Un lungo comunicato stampa è l’esternazione della propria identità sessuale (coming out) di Alex Hai, nato femmina con il nome di Alexandra 50 anni fa in Germania ad Amburgo e diventato ufficialmente uomo dopo un’operazione eseguita qualche mese fa in California. Ripercorriamo insieme la sua storia.
Alex è arrivato 29 anni fa nella meravigliosa città lagunare di Venezia e rimane subito folgorato dalle gondole. Decide quindi di diventare gondoliere, ma si trova davanti un mondo molto chiuso e maschilista, rigido. Alex infatti non aveva ancora cambiato sesso e risultava essere ancora, sia anagraficamente che esteticamente, donna. Si sa, il mestiere del gondoliere è un’arte antica e privilegiata, tradizionalista, dove non c’è spazio per le femmine. Alex però non si arrende, la sua vocazione è troppo forte, quindi studia il lavoro con dedizione per anni, superando le prove, ma gli viene negata la licenza.

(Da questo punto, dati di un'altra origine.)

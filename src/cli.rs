use clap::{Parser, Subcommand};
use std::path::PathBuf;

#[derive(Parser)]
#[command(name = "svcp")]
#[command(about = "Provision, wire and run the backend, frontend and sync services")]
#[command(version)]
pub struct Cli {
    /// Config file path (defaults to svcp.yaml in the working directory or a parent)
    #[arg(short, long, global = true)]
    pub config: Option<PathBuf>,

    /// Working directory
    #[arg(short, long, global = true)]
    pub workdir: Option<PathBuf>,

    #[command(subcommand)]
    pub command: Commands,
}

#[derive(Subcommand)]
pub enum Commands {
    /// Create missing service configuration files from templates or defaults
    Provision,

    /// Validate a database credential and write it to the credential store and every consumer
    Distribute {
        /// Database host (defaults to database.host)
        #[arg(long)]
        host: Option<String>,

        /// Database port (defaults to database.port)
        #[arg(long)]
        port: Option<u16>,

        /// Database name (defaults to database.name)
        #[arg(long)]
        database: Option<String>,

        /// Database user (defaults to database.user)
        #[arg(long)]
        user: Option<String>,

        /// Read the password from the first line of standard input
        #[arg(long)]
        password_stdin: bool,
    },

    /// Check the database connection a service is configured with
    Probe {
        /// Service whose configuration is probed
        #[arg(short, long, default_value = "backend")]
        service: String,
    },

    /// Start a service, or all of them
    Start {
        /// Service name (sync, backend, frontend) or "all"
        target: String,
    },

    /// Stop a service, or all of them
    Stop {
        /// Service name (sync, backend, frontend) or "all"
        target: String,
    },

    /// Show which services are running
    Status {
        /// Output as JSON
        #[arg(long)]
        json: bool,
    },

    /// Show the end of a service's log
    Logs {
        /// Service name
        service: String,

        /// Number of lines
        #[arg(short = 'n', long, default_value_t = 50)]
        lines: usize,
    },

    /// Full setup: provision, validate, distribute, probe, then offer to start everything
    Setup {
        /// Read the password from the first line of standard input
        #[arg(long)]
        password_stdin: bool,
    },
}
//! Log capture for unit tests.

use std::io;
use std::sync::{Arc, Mutex};

#[derive(Clone, Default)]
pub(crate) struct CapturedLogs(Arc<Mutex<Vec<u8>>>);

impl CapturedLogs {
    /// Route this thread's tracing output into the buffer until the guard drops.
    pub(crate) fn install(&self) -> tracing::subscriber::DefaultGuard {
        let sink = self.clone();
        let subscriber = tracing_subscriber::fmt()
            .with_writer(move || sink.clone())
            .with_ansi(false)
            .with_max_level(tracing::Level::DEBUG)
            .finish();
        tracing::subscriber::set_default(subscriber)
    }

    pub(crate) fn contents(&self) -> String {
        String::from_utf8_lossy(&self.0.lock().unwrap()).into_owned()
    }
}

impl io::Write for CapturedLogs {
    fn write(&mut self, buf: &[u8]) -> io::Result<usize> {
        self.0.lock().unwrap().extend_from_slice(buf);
        Ok(buf.len())
    }

    fn flush(&mut self) -> io::Result<()> {
        Ok(())
    }
}
mod cli;
mod commands;
mod output;

use clap::Parser;
use cli::{Cli, Commands};
use service_provisioner::{Deployment, Error as SvcpError};

#[tokio::main]
async fn main() {
    if let Err(e) = run().await {
        if let Some(svcp_error) = e.downcast_ref::<SvcpError>() {
            eprintln!("Error: {}", svcp_error);
            if let Some(suggestion) = svcp_error.suggestion() {
                eprintln!("\nHint: {}", suggestion);
            }
        } else {
            eprintln!("Error: {:#}", e);
        }
        std::process::exit(1);
    }
}

async fn run() -> anyhow::Result<()> {
    let cli = Cli::parse();
    init_tracing();

    let deployment = Deployment::load(cli.config.as_deref(), cli.workdir.clone())?;
    let out = output::CliOutput;

    match cli.command {
        Commands::Provision => commands::run_provision(&deployment, &out),
        Commands::Distribute {
            host,
            port,
            database,
            user,
            password_stdin,
        } => {
            let args = commands::DistributeArgs {
                host,
                port,
                database,
                user,
                password_stdin,
            };
            commands::run_distribute(&deployment, args, &out).await
        }
        Commands::Probe { service } => commands::run_probe(&deployment, &service, &out).await,
        Commands::Start { target } => commands::run_start(&deployment, &target, &out).await,
        Commands::Stop { target } => commands::run_stop(&deployment, &target, &out).await,
        Commands::Status { json } => commands::run_status(&deployment, json, &out).await,
        Commands::Logs { service, lines } => {
            commands::run_logs(&deployment, &service, lines, &out)
        }
        Commands::Setup { password_stdin } => {
            commands::run_setup(&deployment, password_stdin, &out).await
        }
    }
}

fn init_tracing() {
    tracing_subscriber::fmt()
        .with_env_filter(
            tracing_subscriber::EnvFilter::try_from_default_env()
                .unwrap_or_else(|_| tracing_subscriber::EnvFilter::new("info")),
        )
        .with_writer(std::io::stderr)
        .init();
}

E’ il 1996: un duro colpo per Alex che decide dunque di prendere un avvocato e nel 2007, dopo una lunga battaglia, vince la causa mossa dal Comune di Venezia che voleva impedirgli di svolgere il lavoro in quanto “donna”. Sentenza poi confermata nel 2015 dalla Corte di Cassazione di Roma che gli permetteva di esercitare regolarmente, a patto però di tagliarsi i capelli, non sfoggiare orpelli femminili e con il limite di poter lavorare solo per i clienti di una nota catena di alberghi.
Nel 2017, 10 anni dopo, un nuovo stravolgimento: Alex decide di “rivelarsi” e si sottopone all’operazione per cambiare sesso, diventando uomo. Finalmente può raccontare il suo difficile e combattuto percorso: “Prima del cambio di sesso i gondolieri non mi accettavano in quanto biologicamente donna ed era una grande ingiustizia perchè sono sempre stato per l’assoluta parità di diritti per ambo i sessi. Personalmente, a 3 anni sapevo già di essere un uomo intrappolato in un corpo sbagliato. Solo poco tempo fa, grazie ai guadagni di gondoliere sono riuscito a mettere da parte la somma necessaria per diventare uomo a tutti gli effetti. Sono fiero del mio percorso e mi auguro di non subire più ostruzionismi sul lavoro. In ogni modo sono un guerriero, continuerò sempre per la mia strada”.